▸ Data for the task

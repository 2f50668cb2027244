//! The credential substrate: signed per-job/step credentials, a
//! replay cache, a revocation list, and the switch/interconnect
//! capability-interface registry. `submerge-auth` was an empty stub
//! in the teacher whose name already named this module's job; this
//! crate fills it in fresh.

mod credential;
mod replay;
mod switch;

#[cfg(test)]
mod test;

pub use credential::{Credential, CredentialSigner, CredentialVerifier, SignedCredential, StepId};
pub use replay::{ReplayCache, ReplayOutcome, RevocationList};
pub use switch::{NoopSwitch, Switch, SwitchRegistry, ETHERNET_PLUGIN_ID};
mod credential;
mod switch;
use crate::node::NodeIdx;
use serde::{Deserialize, Serialize};

/// A partition is an ordered, named subset of the node table plus the
/// limits that apply to jobs submitted against it.
#[derive(Clone, Debug, Serialize, Deserialize)]
pub struct Partition {
    pub name: String,
    pub nodes: Vec<NodeIdx>,
    pub max_job_nodes: Option<u32>,
    pub max_time_minutes: Option<u64>,
    pub allow_groups: Option<Vec<String>>,
    pub deny_groups: Option<Vec<String>>,
    pub is_default: bool,
}

impl Partition {
    pub fn new(name: impl Into<String>) -> Partition {
        Partition {
            name: name.into(),
            nodes: Vec::new(),
            max_job_nodes: None,
            max_time_minutes: None,
            allow_groups: None,
            deny_groups: None,
            is_default: false,
        }
    }

    pub fn group_permits(&self, group: &str) -> bool {
        if let Some(deny) = &self.deny_groups {
            if deny.iter().any(|g| g == group) {
                return false;
            }
        }
        match &self.allow_groups {
            Some(allow) => allow.iter().any(|g| g == group),
            None => true,
        }
    }
}
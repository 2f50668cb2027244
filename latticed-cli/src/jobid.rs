//! Job-id syntax accepted by `cancel`, grounded directly on
//! `scancel`'s `_xlate_job_step_ids`: a base 10 job id, optionally
//! followed by one array/het/step suffix. Array range and "all tasks"
//! forms describe a filter the controller resolves against its live
//! job table, not a single id, so they carry no `latticed_wire::JobId`
//! of their own.

use latticed_base::{invalid_input, Result};
use latticed_wire::{JobId, StepId};

#[derive(Clone, Copy, Debug, Eq, PartialEq)]
pub enum StepSpec {
    Id(u32),
    Batch,
}

#[derive(Clone, Debug, Eq, PartialEq)]
pub enum JobIdSpec {
    /// `123`
    Simple(u64),
    /// `123_5`
    ArrayTask(u64, u32),
    /// `123_*`
    ArrayAll(u64),
    /// `123_[1-10:2]`, already expanded to concrete task ids
    ArrayRange(u64, Vec<u32>),
    /// `123+1`
    HetComponent(u64, u32),
    /// `123.0` / `123.batch`
    Step(u64, StepSpec),
}

impl JobIdSpec {
    pub fn base(&self) -> u64 {
        match self {
            JobIdSpec::Simple(b)
            | JobIdSpec::ArrayTask(b, _)
            | JobIdSpec::ArrayAll(b)
            | JobIdSpec::ArrayRange(b, _)
            | JobIdSpec::HetComponent(b, _)
            | JobIdSpec::Step(b, _) => *b,
        }
    }

    /// The discrete forms translate directly onto the wire `JobId`.
    /// The two array-filter forms describe a set, not a single id.
    pub fn as_wire_job_id(&self) -> Option<JobId> {
        match self {
            JobIdSpec::Simple(base) => Some(JobId::simple(*base)),
            JobIdSpec::ArrayTask(base, task) => {
                Some(JobId { base: *base, array_task: Some(*task), het_component: None })
            }
            JobIdSpec::HetComponent(base, comp) => {
                Some(JobId { base: *base, array_task: None, het_component: Some(*comp) })
            }
            JobIdSpec::Step(base, _) => Some(JobId::simple(*base)),
            JobIdSpec::ArrayAll(_) | JobIdSpec::ArrayRange(_, _) => None,
        }
    }

    pub fn step_id(&self) -> Option<StepId> {
        match self {
            JobIdSpec::Step(_, StepSpec::Batch) => Some(StepId::BatchScript),
            JobIdSpec::Step(_, StepSpec::Id(n)) => Some(StepId::Id(*n)),
            _ => None,
        }
    }
}

pub fn parse(input: &str) -> Result<JobIdSpec> {
    let invalid = || invalid_input(format!("invalid job id {input:?}"));

    let digit_count = input.chars().take_while(|c| c.is_ascii_digit()).count();
    if digit_count == 0 {
        return Err(invalid());
    }
    let base: u64 = input[..digit_count].parse().map_err(|_| invalid())?;
    if base == 0 {
        return Err(invalid());
    }
    let rest = &input[digit_count..];

    if rest.is_empty() {
        return Ok(JobIdSpec::Simple(base));
    }
    if rest == "_*" {
        return Ok(JobIdSpec::ArrayAll(base));
    }
    if let Some(after) = rest.strip_prefix("_[") {
        let close = after.find(']').ok_or_else(invalid)?;
        let (range_body, tail) = after.split_at(close);
        if !tail[1..].is_empty() {
            return Err(invalid());
        }
        let tasks = parse_array_range(range_body).map_err(|_| invalid())?;
        return Ok(JobIdSpec::ArrayRange(base, tasks));
    }
    if let Some(after) = rest.strip_prefix('_') {
        let task: u32 = after.parse().map_err(|_| invalid())?;
        return Ok(JobIdSpec::ArrayTask(base, task));
    }
    if let Some(after) = rest.strip_prefix('+') {
        let comp: u32 = after.parse().map_err(|_| invalid())?;
        return Ok(JobIdSpec::HetComponent(base, comp));
    }
    if let Some(after) = rest.strip_prefix('.') {
        if after == "batch" {
            return Ok(JobIdSpec::Step(base, StepSpec::Batch));
        }
        let step: u32 = after.parse().map_err(|_| invalid())?;
        return Ok(JobIdSpec::Step(base, StepSpec::Id(step)));
    }
    Err(invalid())
}

fn parse_array_range(body: &str) -> Result<Vec<u32>> {
    let mut tasks = Vec::new();
    for part in body.split(',') {
        match part.split_once('-') {
            Some((lo, hi_stride)) => {
                let lo: u32 = lo.parse()?;
                let (hi, stride) = match hi_stride.split_once(':') {
                    Some((hi, stride)) => (hi.parse::<u32>()?, stride.parse::<u32>()?),
                    None => (hi_stride.parse::<u32>()?, 1),
                };
                if stride == 0 || lo > hi {
                    return Err(invalid_input(format!("invalid array range {part:?}")));
                }
                let mut task = lo;
                while task <= hi {
                    tasks.push(task);
                    task += stride;
                }
            }
            None => tasks.push(part.parse()?),
        }
    }
    Ok(tasks)
}

#[cfg(test)]
mod test {
    use super::*;
    use test_log::test;

    #[test]
    fn simple_form() {
        assert_eq!(parse("123").unwrap(), JobIdSpec::Simple(123));
    }

    #[test]
    fn array_task_form() {
        assert_eq!(parse("123_5").unwrap(), JobIdSpec::ArrayTask(123, 5));
    }

    #[test]
    fn array_all_form() {
        assert_eq!(parse("123_*").unwrap(), JobIdSpec::ArrayAll(123));
    }

    #[test]
    fn array_range_form_expands_with_stride() {
        assert_eq!(parse("123_[1-10:2]").unwrap(), JobIdSpec::ArrayRange(123, vec![1, 3, 5, 7, 9]));
    }

    #[test]
    fn array_range_form_without_stride_is_contiguous() {
        assert_eq!(parse("123_[1-3]").unwrap(), JobIdSpec::ArrayRange(123, vec![1, 2, 3]));
    }

    #[test]
    fn het_component_form() {
        assert_eq!(parse("123+1").unwrap(), JobIdSpec::HetComponent(123, 1));
    }

    #[test]
    fn numeric_step_form() {
        assert_eq!(parse("123.0").unwrap(), JobIdSpec::Step(123, StepSpec::Id(0)));
    }

    #[test]
    fn batch_step_form() {
        assert_eq!(parse("123.batch").unwrap(), JobIdSpec::Step(123, StepSpec::Batch));
    }

    #[test]
    fn zero_job_id_is_rejected() {
        assert!(parse("0").is_err());
    }

    #[test]
    fn garbage_suffix_is_rejected() {
        assert!(parse("123_abc").is_err());
        assert!(parse("123xyz").is_err());
    }

    #[test]
    fn discrete_forms_translate_to_a_wire_job_id() {
        let spec = parse("123_5").unwrap();
        let job_id = spec.as_wire_job_id().unwrap();
        assert_eq!(job_id.base, 123);
        assert_eq!(job_id.array_task, Some(5));
    }

    #[test]
    fn array_filter_forms_have_no_single_wire_job_id() {
        assert!(parse("123_*").unwrap().as_wire_job_id().is_none());
        assert!(parse("123_[1-2]").unwrap().as_wire_job_id().is_none());
    }
}
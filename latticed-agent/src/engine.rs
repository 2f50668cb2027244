//! The dispatch engine: `AGENT_THREAD_COUNT` FIFO lanes hash-partitioned
//! by job id, so every RPC for one job is strictly ordered (launch
//! before signal before kill, see `dispatch::RpcRank`) while unrelated
//! jobs proceed independently. Generalizes `submerge-net`'s `Node` (one
//! peer, one sequence-numbered request table) into a multi-node
//! fan-out driver. `pop_ready`/`report` are split apart, rather than a
//! single `send`-and-interpret call, so a caller can hold the engine's
//! lock only to pop a task and again only to record its outcome —
//! the actual blocking RPC happens with no lock held. The same split
//! makes the engine deterministic to drive from a test without any
//! real threads: pop, call a mock `Transport` directly, report.

use crate::dispatch::lane_for;
use crate::reply::{classify_reply, interpret, NodeReplyAction};
use crate::retry::RetryQueue;
use crate::task::Task;
use crate::watchdog::Watchdog;
use latticed_base::Result;
use latticed_wire::Envelope;
use std::collections::{HashMap, HashSet, VecDeque};
use std::sync::atomic::{AtomicBool, Ordering};
use std::sync::Arc;
use tracing::{debug, warn};

#[derive(Clone, Copy, Debug, Eq, PartialEq)]
pub enum DispatchResult {
    NodeMadeIdle,
    NodeAlreadyDone,
    NodeNoRespond,
}

pub struct Engine {
    lanes: Vec<VecDeque<Task>>,
    next_lane_to_poll: usize,
    retry: RetryQueue,
    watchdog: Watchdog,
    cancel_flags: HashMap<u64, Arc<AtomicBool>>,
    /// Job ids with a requeued task still outstanding, either waiting
    /// in the retry queue or currently in flight on a worker thread.
    /// A lane must not yield a later-rank task for one of these jobs —
    /// otherwise a retried Launch sitting in the retry queue could be
    /// overtaken by a Signal or Kill for the same job already at the
    /// front of its lane, breaking the per-job RPC ordering guarantee.
    retrying_jobs: HashSet<u64>,
}

impl Engine {
    pub fn new(lane_count: usize) -> Engine {
        Engine {
            lanes: (0..lane_count.max(1)).map(|_| VecDeque::new()).collect(),
            next_lane_to_poll: 0,
            retry: RetryQueue::new(),
            watchdog: Watchdog::new(),
            cancel_flags: HashMap::new(),
            retrying_jobs: HashSet::new(),
        }
    }

    pub fn submit(&mut self, task: Task) {
        let lane = lane_for(task.job_id, self.lanes.len());
        self.lanes[lane].push_back(task);
    }

    /// Returns a handle the caller can flip to cancel every queued and
    /// in-flight RPC for a job. Cheap to call repeatedly; the flag is
    /// created on first use and shared by every later `submit` for the
    /// same job id.
    pub fn cancel_handle(&mut self, job_id: u64) -> Arc<AtomicBool> {
        self.cancel_flags
            .entry(job_id)
            .or_insert_with(|| Arc::new(AtomicBool::new(false)))
            .clone()
    }

    pub fn cancel(&mut self, job_id: u64) {
        self.cancel_handle(job_id).store(true, Ordering::SeqCst);
    }

    fn is_cancelled(&self, job_id: u64) -> bool {
        self.cancel_flags
            .get(&job_id)
            .map(|flag| flag.load(Ordering::SeqCst))
            .unwrap_or(false)
    }

    fn next_candidate(&mut self, now_ms: u64) -> Option<Task> {
        if let Some(task) = self.retry.pop_due(now_ms) {
            return Some(task);
        }
        let lane_count = self.lanes.len();
        for offset in 0..lane_count {
            let idx = (self.next_lane_to_poll + offset) % lane_count;
            let blocked = match self.lanes[idx].front() {
                Some(task) => self.retrying_jobs.contains(&task.job_id),
                None => false,
            };
            if blocked {
                continue;
            }
            if let Some(task) = self.lanes[idx].pop_front() {
                self.next_lane_to_poll = (idx + 1) % lane_count;
                return Some(task);
            }
        }
        None
    }

    /// Pops the next task that should actually be sent: a due retry
    /// first, else the next non-empty lane in round-robin order, never
    /// a lane whose front task belongs to a job with an outstanding
    /// retry. Tasks belonging to a cancelled job are dropped silently
    /// rather than handed back, so the caller never has to
    /// special-case them.
    pub fn pop_ready(&mut self, now_ms: u64) -> Option<Task> {
        loop {
            let task = self.next_candidate(now_ms)?;
            if self.is_cancelled(task.job_id) {
                debug!(job_id = task.job_id, node = %task.node, "dropping task for cancelled job");
                self.retrying_jobs.remove(&task.job_id);
                continue;
            }
            return Some(task);
        }
    }

    pub fn arm_watchdog(&mut self, node: &str, deadline_ms: u64) {
        self.watchdog.arm(node, deadline_ms);
    }

    pub fn disarm_watchdog(&mut self, node: &str) {
        self.watchdog.disarm(node);
    }

    /// Nodes still outstanding past their deadline, per the periodic
    /// `WDOG_POLL` sweep. A defensive backstop: a `Transport` given an
    /// explicit deadline should never let this fire in practice.
    pub fn watchdog_sweep(&mut self, now_ms: u64) -> Vec<String> {
        self.watchdog.sweep(now_ms)
    }

    fn requeue(&mut self, mut task: Task, now_ms: u64) {
        self.retrying_jobs.insert(task.job_id);
        task.attempt += 1;
        self.retry.schedule(task, now_ms);
    }

    /// Interprets a completed send attempt and, on a retryable
    /// outcome, re-queues the task with backoff. Returns the task
    /// unchanged (the requeued copy, if any, is internal) alongside
    /// the node-scoped result. A terminal outcome clears the job's
    /// `retrying_jobs` entry so its lane can yield again.
    pub fn report(&mut self, task: Task, reply: Result<Envelope>, now_ms: u64) -> (Task, DispatchResult) {
        match reply {
            Ok(envelope) => match interpret(classify_reply(&envelope)) {
                NodeReplyAction::MakeNodeIdle => {
                    self.retrying_jobs.remove(&task.job_id);
                    (task, DispatchResult::NodeMadeIdle)
                }
                NodeReplyAction::AlreadyDone => {
                    self.retrying_jobs.remove(&task.job_id);
                    (task, DispatchResult::NodeAlreadyDone)
                }
                NodeReplyAction::MarkNoRespondAndRetry => {
                    self.requeue(task.clone(), now_ms);
                    (task, DispatchResult::NodeNoRespond)
                }
            },
            Err(err) => {
                warn!(node = %task.node, error = %err, "rpc send failed");
                self.requeue(task.clone(), now_ms);
                (task, DispatchResult::NodeNoRespond)
            }
        }
    }

    pub fn retry_queue_len(&self) -> usize {
        self.retry.len()
    }
}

▸ About this exercise
Would you print exactly the lines from the first line of the entries above through the line that has "an empty stub", both included, and stop there?

▸ Written response
repository 2f50668cb2027244
//! The credential substrate: signed per-job/step credentials, a
//! replay cache, a revocation list, and the switch/interconnect
//! capability-interface registry. `submerge-auth` was an empty stub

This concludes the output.